## Saved entries
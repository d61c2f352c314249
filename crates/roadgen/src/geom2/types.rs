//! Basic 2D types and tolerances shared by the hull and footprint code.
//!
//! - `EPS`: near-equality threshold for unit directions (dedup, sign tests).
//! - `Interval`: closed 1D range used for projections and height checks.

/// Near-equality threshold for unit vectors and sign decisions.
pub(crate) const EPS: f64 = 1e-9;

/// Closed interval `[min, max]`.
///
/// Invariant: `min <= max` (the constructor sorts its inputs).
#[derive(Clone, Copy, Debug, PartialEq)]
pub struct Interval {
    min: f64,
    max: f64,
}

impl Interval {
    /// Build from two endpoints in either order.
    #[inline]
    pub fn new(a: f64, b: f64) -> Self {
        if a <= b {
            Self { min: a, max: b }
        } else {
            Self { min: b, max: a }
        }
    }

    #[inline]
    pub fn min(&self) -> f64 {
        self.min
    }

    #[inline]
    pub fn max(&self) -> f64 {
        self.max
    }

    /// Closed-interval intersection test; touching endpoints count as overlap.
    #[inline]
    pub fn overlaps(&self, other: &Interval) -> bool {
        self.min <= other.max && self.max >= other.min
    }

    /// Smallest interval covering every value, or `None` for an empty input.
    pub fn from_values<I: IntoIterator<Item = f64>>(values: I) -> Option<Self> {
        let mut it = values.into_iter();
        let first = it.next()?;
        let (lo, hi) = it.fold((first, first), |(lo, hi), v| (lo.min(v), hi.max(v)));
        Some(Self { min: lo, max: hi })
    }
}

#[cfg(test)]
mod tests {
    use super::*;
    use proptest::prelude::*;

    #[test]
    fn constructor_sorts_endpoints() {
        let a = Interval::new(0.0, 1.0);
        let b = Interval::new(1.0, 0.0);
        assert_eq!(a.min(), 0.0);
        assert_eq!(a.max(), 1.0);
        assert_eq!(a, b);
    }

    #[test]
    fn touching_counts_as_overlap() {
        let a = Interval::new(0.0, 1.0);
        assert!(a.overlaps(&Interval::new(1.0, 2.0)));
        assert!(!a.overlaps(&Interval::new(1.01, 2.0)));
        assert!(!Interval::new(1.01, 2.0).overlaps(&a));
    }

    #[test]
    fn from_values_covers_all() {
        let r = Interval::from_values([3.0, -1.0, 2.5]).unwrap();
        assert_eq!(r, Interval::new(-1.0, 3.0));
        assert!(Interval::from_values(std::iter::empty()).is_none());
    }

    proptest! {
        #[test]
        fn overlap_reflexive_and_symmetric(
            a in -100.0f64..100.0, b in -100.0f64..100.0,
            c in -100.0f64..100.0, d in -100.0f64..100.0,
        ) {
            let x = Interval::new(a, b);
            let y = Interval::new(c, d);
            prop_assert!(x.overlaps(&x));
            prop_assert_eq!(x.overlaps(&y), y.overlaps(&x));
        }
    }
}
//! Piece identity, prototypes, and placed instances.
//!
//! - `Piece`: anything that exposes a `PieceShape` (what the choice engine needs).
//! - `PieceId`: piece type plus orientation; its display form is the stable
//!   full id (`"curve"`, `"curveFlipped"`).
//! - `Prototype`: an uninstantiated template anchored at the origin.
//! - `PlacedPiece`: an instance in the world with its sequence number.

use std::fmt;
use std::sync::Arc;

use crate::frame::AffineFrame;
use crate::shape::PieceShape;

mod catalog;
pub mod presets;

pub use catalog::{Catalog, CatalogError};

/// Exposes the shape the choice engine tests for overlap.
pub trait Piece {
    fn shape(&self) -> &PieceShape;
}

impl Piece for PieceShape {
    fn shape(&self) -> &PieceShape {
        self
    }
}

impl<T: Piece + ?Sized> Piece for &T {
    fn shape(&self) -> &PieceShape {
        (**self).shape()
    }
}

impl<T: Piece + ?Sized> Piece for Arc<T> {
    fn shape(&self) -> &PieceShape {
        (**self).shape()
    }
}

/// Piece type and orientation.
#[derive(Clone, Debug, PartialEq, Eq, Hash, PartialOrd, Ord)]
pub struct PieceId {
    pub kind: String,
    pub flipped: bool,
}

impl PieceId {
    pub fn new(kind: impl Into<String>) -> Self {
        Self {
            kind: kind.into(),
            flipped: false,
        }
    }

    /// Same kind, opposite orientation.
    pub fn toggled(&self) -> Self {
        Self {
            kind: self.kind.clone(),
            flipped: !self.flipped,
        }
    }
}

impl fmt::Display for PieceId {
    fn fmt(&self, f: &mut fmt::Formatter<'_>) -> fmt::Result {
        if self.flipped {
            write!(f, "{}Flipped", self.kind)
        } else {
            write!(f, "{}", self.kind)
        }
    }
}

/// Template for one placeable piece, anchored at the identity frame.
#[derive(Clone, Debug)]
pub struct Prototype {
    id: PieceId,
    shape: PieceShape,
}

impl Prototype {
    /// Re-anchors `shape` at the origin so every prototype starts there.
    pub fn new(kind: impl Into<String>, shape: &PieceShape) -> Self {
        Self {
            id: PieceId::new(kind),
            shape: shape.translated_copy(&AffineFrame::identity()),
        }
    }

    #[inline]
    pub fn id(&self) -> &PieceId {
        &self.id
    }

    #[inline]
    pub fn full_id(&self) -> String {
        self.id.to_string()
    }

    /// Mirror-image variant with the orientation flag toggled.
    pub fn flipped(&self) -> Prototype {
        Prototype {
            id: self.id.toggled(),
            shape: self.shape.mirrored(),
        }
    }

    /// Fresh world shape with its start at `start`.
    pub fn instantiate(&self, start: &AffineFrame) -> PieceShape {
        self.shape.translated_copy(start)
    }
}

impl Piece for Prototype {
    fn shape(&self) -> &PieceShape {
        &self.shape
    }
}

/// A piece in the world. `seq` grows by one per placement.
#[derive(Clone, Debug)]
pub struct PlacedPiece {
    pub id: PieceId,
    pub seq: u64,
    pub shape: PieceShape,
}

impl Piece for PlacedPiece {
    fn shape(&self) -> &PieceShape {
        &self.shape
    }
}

## Exercise details
Starting from the line with "pub fn full_id(&self)" and ending with the final line of the data, quote every line exactly, both ends included.

## Problem solution
    pub fn full_id(&self) -> String {
        self.id.to_string()
    }

    /// Mirror-image variant with the orientation flag toggled.
    pub fn flipped(&self) -> Prototype {
        Prototype {
            id: self.id.toggled(),
            shape: self.shape.mirrored(),
        }
    }

    /// Fresh world shape with its start at `start`.
    pub fn instantiate(&self, start: &AffineFrame) -> PieceShape {
        self.shape.translated_copy(start)
    }
}

impl Piece for Prototype {
    fn shape(&self) -> &PieceShape {
        &self.shape
    }
}

/// A piece in the world. `seq` grows by one per placement.
#[derive(Clone, Debug)]
pub struct PlacedPiece {
    pub id: PieceId,
    pub seq: u64,
    pub shape: PieceShape,
}

impl Piece for PlacedPiece {
    fn shape(&self) -> &PieceShape {
        &self.shape
    }
}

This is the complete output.